Activity: Pull each line holding the word "AsyncReceiver" from the data.

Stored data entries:
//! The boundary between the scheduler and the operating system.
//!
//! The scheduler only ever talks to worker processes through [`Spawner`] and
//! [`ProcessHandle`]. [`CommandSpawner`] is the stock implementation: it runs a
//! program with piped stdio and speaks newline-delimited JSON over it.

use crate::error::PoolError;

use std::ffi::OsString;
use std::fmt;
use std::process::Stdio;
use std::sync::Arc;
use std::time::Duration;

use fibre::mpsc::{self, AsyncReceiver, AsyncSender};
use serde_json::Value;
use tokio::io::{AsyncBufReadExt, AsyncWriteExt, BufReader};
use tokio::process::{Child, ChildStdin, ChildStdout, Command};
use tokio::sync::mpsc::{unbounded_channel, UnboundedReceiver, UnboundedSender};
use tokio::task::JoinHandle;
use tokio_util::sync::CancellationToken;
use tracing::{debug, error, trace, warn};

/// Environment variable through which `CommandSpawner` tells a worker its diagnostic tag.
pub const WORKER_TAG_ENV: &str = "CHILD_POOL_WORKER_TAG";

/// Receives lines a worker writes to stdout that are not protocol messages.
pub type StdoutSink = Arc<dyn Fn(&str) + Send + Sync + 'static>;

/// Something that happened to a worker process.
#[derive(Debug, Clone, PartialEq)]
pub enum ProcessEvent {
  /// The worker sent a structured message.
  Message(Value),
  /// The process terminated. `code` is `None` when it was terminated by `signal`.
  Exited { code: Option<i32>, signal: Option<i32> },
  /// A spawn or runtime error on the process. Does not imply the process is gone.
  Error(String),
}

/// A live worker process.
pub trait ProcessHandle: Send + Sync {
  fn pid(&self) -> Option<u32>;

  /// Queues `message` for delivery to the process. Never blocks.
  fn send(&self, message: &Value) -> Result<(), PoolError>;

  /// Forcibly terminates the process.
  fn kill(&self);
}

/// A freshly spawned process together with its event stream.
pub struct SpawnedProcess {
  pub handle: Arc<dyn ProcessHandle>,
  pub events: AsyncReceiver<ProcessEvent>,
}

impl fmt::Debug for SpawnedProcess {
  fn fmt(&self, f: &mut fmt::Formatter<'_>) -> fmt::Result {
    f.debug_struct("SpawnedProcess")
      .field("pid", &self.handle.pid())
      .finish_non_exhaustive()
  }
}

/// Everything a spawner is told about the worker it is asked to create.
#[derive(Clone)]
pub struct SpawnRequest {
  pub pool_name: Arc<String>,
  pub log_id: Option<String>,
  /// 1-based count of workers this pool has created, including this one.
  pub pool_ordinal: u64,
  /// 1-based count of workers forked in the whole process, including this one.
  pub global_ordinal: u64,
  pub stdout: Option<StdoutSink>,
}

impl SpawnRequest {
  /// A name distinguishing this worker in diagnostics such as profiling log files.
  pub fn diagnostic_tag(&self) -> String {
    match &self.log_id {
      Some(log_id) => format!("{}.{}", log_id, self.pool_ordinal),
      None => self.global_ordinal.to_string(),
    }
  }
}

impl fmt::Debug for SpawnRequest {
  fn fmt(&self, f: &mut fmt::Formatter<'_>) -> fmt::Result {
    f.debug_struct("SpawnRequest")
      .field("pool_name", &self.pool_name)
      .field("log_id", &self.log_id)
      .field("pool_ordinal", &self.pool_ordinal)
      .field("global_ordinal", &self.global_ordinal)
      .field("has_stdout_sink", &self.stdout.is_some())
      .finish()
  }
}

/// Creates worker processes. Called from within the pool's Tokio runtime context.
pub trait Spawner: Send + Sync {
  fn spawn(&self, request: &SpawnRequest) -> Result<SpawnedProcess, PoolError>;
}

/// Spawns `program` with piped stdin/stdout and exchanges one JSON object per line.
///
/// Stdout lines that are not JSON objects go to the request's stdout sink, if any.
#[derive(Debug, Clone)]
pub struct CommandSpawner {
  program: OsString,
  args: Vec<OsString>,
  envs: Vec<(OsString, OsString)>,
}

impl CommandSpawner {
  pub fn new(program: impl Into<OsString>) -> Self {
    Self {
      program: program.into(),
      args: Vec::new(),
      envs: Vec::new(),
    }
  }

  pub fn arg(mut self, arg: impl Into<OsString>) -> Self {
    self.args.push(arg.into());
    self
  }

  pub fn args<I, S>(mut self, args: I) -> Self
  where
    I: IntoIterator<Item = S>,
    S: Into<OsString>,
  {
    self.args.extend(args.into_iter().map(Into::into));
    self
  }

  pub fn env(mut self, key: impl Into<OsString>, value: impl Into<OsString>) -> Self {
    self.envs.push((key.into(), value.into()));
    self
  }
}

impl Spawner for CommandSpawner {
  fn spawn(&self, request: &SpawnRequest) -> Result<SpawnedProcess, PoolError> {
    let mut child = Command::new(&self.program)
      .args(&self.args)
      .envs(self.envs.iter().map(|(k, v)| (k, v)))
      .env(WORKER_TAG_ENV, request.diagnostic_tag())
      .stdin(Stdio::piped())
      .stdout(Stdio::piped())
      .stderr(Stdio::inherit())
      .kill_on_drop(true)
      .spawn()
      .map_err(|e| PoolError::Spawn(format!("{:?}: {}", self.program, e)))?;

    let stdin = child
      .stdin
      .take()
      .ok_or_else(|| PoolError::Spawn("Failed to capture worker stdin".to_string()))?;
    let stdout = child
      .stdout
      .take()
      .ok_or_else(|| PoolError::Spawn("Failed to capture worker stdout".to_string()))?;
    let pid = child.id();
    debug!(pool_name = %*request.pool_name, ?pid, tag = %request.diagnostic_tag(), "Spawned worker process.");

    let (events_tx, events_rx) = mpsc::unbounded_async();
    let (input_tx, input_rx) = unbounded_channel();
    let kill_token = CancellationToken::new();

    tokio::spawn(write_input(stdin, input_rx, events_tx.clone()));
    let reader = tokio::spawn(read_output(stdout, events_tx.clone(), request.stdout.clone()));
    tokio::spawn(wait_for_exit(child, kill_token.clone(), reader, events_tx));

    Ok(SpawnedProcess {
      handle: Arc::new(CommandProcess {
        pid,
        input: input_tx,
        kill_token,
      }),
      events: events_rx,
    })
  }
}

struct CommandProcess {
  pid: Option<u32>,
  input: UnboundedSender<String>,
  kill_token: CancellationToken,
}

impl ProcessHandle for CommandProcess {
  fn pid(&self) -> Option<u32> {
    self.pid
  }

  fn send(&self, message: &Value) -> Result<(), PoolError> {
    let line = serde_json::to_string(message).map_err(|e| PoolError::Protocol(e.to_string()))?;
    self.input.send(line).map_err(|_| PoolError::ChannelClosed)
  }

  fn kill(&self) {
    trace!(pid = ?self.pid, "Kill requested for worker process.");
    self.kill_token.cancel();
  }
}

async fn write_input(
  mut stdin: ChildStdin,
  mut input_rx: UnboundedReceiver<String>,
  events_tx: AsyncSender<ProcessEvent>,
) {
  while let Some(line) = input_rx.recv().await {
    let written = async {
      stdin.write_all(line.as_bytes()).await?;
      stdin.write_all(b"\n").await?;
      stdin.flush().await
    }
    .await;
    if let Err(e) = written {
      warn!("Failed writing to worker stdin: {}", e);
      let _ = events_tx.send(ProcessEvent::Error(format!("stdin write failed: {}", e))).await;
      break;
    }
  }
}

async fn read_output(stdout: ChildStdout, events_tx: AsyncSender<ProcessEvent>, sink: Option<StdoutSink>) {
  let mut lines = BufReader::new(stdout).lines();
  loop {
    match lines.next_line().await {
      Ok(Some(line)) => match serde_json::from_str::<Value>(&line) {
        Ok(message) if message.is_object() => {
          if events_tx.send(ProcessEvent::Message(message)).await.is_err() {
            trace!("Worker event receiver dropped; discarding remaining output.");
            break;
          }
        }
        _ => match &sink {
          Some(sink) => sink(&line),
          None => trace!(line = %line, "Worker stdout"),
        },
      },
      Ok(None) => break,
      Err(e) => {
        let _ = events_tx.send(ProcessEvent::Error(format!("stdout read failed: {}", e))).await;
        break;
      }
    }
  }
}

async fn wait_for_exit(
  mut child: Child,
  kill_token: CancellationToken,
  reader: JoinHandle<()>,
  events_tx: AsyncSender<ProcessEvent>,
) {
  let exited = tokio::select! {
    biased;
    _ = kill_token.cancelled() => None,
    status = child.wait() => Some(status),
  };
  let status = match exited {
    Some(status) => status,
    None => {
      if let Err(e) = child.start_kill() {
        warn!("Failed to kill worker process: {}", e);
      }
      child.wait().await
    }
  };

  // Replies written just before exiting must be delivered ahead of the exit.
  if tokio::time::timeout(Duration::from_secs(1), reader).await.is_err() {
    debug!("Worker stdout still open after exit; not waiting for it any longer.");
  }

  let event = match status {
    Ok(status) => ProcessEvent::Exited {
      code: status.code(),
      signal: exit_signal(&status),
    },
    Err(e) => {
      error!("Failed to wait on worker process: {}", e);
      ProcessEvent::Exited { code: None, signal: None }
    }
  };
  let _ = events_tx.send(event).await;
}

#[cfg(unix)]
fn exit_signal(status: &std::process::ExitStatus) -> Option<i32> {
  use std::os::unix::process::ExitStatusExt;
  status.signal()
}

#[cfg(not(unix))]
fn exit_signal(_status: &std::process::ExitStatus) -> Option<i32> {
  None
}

* * *

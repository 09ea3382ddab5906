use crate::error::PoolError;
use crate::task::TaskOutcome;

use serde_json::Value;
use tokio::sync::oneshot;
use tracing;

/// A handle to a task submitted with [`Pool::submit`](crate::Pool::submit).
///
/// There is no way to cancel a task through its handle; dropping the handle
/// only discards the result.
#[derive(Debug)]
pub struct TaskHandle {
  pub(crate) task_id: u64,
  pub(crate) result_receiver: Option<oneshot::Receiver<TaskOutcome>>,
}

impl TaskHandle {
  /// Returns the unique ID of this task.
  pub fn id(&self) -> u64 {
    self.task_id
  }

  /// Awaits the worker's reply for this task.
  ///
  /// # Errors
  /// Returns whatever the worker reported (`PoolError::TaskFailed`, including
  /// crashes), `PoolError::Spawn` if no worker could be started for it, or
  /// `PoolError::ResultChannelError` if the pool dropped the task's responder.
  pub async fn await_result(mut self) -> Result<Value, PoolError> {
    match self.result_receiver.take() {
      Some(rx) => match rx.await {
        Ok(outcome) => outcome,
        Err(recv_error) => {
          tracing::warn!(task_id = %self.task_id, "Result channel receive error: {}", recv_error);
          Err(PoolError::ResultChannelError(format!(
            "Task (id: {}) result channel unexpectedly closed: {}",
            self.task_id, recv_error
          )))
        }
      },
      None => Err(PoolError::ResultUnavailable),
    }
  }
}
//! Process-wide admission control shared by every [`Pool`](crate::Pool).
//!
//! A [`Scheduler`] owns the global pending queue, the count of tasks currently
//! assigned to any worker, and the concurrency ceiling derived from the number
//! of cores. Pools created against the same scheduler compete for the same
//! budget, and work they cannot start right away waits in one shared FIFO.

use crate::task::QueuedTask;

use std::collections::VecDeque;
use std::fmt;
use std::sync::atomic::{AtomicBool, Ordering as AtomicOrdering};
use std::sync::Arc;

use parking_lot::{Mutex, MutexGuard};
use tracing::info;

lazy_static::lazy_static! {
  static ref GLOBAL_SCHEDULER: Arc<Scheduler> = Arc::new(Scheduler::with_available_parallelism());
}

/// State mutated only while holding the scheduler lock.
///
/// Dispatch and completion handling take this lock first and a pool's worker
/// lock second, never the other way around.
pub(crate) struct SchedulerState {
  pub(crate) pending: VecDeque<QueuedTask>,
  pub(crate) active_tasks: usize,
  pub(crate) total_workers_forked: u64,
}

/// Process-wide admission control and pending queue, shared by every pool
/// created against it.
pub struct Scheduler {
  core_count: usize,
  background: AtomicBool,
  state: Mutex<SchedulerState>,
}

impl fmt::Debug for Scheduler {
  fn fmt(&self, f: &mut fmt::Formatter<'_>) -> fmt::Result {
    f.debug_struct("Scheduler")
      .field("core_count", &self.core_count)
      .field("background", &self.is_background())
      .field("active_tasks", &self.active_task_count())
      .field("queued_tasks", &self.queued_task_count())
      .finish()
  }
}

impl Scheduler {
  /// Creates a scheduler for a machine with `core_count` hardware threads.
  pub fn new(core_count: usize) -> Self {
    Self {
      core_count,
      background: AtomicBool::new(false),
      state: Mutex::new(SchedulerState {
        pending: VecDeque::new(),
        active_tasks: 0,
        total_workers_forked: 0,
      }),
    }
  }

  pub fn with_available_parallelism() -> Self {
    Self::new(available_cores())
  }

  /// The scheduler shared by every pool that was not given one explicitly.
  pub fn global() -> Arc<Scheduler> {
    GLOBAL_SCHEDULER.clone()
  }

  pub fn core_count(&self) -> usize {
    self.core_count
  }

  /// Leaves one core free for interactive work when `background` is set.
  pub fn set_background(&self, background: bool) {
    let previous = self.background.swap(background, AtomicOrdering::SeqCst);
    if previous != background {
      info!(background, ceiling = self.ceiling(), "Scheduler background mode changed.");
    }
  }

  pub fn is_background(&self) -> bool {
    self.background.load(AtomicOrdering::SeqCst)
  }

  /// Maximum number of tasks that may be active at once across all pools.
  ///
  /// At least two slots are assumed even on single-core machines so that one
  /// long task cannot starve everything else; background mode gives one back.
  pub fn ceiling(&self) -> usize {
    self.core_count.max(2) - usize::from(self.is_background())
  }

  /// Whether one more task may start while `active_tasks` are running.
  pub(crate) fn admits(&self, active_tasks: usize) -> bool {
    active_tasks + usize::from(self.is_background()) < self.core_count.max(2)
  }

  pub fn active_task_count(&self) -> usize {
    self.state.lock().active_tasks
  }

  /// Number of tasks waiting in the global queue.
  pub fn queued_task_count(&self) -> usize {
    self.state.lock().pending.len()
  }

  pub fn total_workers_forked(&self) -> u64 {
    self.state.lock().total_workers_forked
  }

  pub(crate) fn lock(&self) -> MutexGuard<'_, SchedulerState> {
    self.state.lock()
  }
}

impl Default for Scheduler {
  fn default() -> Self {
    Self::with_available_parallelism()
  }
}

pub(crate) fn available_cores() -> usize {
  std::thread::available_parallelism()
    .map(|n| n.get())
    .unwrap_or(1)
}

==

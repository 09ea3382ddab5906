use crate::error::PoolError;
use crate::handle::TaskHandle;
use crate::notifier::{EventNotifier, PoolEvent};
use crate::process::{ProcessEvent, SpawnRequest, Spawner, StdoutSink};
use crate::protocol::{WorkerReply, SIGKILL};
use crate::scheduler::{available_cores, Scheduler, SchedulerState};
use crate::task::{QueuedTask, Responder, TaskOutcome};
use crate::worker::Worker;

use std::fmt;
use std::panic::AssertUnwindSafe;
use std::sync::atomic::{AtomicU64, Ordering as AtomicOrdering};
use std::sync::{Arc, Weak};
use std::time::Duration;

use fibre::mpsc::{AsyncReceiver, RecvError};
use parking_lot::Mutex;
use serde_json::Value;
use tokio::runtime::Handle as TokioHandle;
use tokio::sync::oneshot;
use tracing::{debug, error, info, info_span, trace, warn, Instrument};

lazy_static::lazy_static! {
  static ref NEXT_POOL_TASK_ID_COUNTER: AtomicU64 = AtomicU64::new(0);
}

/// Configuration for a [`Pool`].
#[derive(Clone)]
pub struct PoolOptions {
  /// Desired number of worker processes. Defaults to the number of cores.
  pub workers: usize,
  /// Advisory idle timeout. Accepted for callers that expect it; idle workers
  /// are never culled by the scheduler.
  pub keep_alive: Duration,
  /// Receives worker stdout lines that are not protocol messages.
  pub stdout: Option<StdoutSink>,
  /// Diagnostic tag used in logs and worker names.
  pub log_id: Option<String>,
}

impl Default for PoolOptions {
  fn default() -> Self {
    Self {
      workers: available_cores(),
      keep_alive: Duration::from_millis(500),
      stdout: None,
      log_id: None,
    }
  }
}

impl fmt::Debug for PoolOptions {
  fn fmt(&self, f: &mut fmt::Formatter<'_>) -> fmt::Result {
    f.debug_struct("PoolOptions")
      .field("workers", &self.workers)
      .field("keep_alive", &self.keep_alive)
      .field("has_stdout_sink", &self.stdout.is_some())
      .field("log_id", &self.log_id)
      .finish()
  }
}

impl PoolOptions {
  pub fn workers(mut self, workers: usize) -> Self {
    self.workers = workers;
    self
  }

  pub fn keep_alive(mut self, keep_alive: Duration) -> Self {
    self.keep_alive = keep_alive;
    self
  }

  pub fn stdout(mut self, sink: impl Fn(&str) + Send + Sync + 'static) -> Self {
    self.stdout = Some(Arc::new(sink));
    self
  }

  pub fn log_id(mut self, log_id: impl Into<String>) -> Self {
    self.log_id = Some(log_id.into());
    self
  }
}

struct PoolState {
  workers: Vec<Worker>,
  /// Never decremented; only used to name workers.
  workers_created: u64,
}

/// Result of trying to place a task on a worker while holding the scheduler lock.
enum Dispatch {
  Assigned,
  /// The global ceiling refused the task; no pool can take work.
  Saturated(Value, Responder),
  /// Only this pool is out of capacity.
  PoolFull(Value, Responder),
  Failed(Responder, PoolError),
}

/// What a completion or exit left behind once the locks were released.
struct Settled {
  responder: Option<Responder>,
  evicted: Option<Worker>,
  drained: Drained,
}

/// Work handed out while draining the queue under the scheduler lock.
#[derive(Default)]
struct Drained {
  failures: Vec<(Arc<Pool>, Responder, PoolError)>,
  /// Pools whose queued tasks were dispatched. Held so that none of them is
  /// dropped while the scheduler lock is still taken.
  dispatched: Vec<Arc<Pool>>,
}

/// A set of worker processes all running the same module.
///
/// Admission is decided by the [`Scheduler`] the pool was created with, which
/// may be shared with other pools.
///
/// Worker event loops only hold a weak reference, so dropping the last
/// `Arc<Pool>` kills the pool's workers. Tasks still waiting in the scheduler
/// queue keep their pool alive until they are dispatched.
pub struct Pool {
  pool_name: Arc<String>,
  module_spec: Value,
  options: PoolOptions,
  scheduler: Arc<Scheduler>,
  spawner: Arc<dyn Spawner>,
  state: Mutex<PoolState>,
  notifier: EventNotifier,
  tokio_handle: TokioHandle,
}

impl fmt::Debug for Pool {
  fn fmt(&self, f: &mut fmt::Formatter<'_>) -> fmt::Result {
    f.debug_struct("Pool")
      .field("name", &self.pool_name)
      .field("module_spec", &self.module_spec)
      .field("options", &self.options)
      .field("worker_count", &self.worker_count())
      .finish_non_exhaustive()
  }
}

Solution below:
use fibre::mpsc::{self, AsyncReceiver, AsyncSender};
  pub events: AsyncReceiver<ProcessEvent>,
use fibre::mpsc::{AsyncReceiver, RecvError};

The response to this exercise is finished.